● What is expected:
All of the entries are to be written out again verbatim.
___ Dataset
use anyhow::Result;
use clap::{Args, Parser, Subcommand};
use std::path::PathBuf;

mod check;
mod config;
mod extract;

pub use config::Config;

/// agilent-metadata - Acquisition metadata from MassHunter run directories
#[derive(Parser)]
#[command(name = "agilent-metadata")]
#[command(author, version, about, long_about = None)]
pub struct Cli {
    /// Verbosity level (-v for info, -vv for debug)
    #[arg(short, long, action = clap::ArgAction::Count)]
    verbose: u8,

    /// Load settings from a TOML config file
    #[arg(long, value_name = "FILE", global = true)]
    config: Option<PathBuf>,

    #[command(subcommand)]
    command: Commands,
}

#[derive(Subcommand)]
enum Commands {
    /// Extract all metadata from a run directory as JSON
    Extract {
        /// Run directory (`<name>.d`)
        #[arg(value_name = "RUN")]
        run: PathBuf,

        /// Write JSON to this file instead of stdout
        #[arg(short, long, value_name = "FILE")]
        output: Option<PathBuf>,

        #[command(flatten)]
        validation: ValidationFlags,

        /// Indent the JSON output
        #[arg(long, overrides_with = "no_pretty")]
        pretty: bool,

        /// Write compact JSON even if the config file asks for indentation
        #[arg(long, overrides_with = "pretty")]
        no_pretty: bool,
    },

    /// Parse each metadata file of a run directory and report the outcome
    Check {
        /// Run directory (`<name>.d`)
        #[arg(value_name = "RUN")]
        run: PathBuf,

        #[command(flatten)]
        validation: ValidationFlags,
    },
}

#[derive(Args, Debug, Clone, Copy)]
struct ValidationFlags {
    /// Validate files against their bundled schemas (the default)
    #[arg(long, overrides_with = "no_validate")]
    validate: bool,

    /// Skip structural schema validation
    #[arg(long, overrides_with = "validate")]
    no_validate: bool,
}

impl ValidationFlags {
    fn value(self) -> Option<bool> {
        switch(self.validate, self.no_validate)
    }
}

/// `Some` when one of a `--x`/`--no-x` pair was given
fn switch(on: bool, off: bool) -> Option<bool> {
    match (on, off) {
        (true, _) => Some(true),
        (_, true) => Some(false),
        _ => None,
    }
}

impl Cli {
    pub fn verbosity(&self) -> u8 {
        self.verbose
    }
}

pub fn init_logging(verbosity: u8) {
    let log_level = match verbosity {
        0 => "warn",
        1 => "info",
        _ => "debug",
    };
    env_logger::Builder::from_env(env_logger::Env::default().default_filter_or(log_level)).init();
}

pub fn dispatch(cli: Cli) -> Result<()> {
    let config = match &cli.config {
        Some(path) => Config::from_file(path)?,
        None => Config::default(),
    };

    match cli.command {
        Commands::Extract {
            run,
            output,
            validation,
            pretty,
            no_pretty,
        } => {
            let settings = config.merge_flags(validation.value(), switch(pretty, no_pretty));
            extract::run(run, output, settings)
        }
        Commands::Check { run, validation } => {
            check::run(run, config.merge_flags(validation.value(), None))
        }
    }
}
______
● Output for this task:
use anyhow::Result;
use clap::{Args, Parser, Subcommand};
use std::path::PathBuf;

mod check;
mod config;
mod extract;

pub use config::Config;

/// agilent-metadata - Acquisition metadata from MassHunter run directories
#[derive(Parser)]
#[command(name = "agilent-metadata")]
#[command(author, version, about, long_about = None)]
pub struct Cli {
    /// Verbosity level (-v for info, -vv for debug)
    #[arg(short, long, action = clap::ArgAction::Count)]
    verbose: u8,

    /// Load settings from a TOML config file
    #[arg(long, value_name = "FILE", global = true)]
    config: Option<PathBuf>,

    #[command(subcommand)]
    command: Commands,
}

#[derive(Subcommand)]
enum Commands {
    /// Extract all metadata from a run directory as JSON
    Extract {
        /// Run directory (`<name>.d`)
        #[arg(value_name = "RUN")]
        run: PathBuf,

        /// Write JSON to this file instead of stdout
        #[arg(short, long, value_name = "FILE")]
        output: Option<PathBuf>,

        #[command(flatten)]
        validation: ValidationFlags,

        /// Indent the JSON output
        #[arg(long, overrides_with = "no_pretty")]
        pretty: bool,

        /// Write compact JSON even if the config file asks for indentation
        #[arg(long, overrides_with = "pretty")]
        no_pretty: bool,
    },

    /// Parse each metadata file of a run directory and report the outcome
    Check {
        /// Run directory (`<name>.d`)
        #[arg(value_name = "RUN")]
        run: PathBuf,

        #[command(flatten)]
        validation: ValidationFlags,
    },
}

#[derive(Args, Debug, Clone, Copy)]
struct ValidationFlags {
    /// Validate files against their bundled schemas (the default)
    #[arg(long, overrides_with = "no_validate")]
    validate: bool,

    /// Skip structural schema validation
    #[arg(long, overrides_with = "validate")]
    no_validate: bool,
}

impl ValidationFlags {
    fn value(self) -> Option<bool> {
        switch(self.validate, self.no_validate)
    }
}

/// `Some` when one of a `--x`/`--no-x` pair was given
fn switch(on: bool, off: bool) -> Option<bool> {
    match (on, off) {
        (true, _) => Some(true),
        (_, true) => Some(false),
        _ => None,
    }
}

impl Cli {
    pub fn verbosity(&self) -> u8 {
        self.verbose
    }
}

pub fn init_logging(verbosity: u8) {
    let log_level = match verbosity {
        0 => "warn",
        1 => "info",
        _ => "debug",
    };
    env_logger::Builder::from_env(env_logger::Env::default().default_filter_or(log_level)).init();
}

pub fn dispatch(cli: Cli) -> Result<()> {
    let config = match &cli.config {
        Some(path) => Config::from_file(path)?,
        None => Config::default(),
    };

    match cli.command {
        Commands::Extract {
            run,
            output,
            validation,
            pretty,
            no_pretty,
        } => {
            let settings = config.merge_flags(validation.value(), switch(pretty, no_pretty));
            extract::run(run, output, settings)
        }
        Commands::Check { run, validation } => {
            check::run(run, config.merge_flags(validation.value(), None))
        }
    }
}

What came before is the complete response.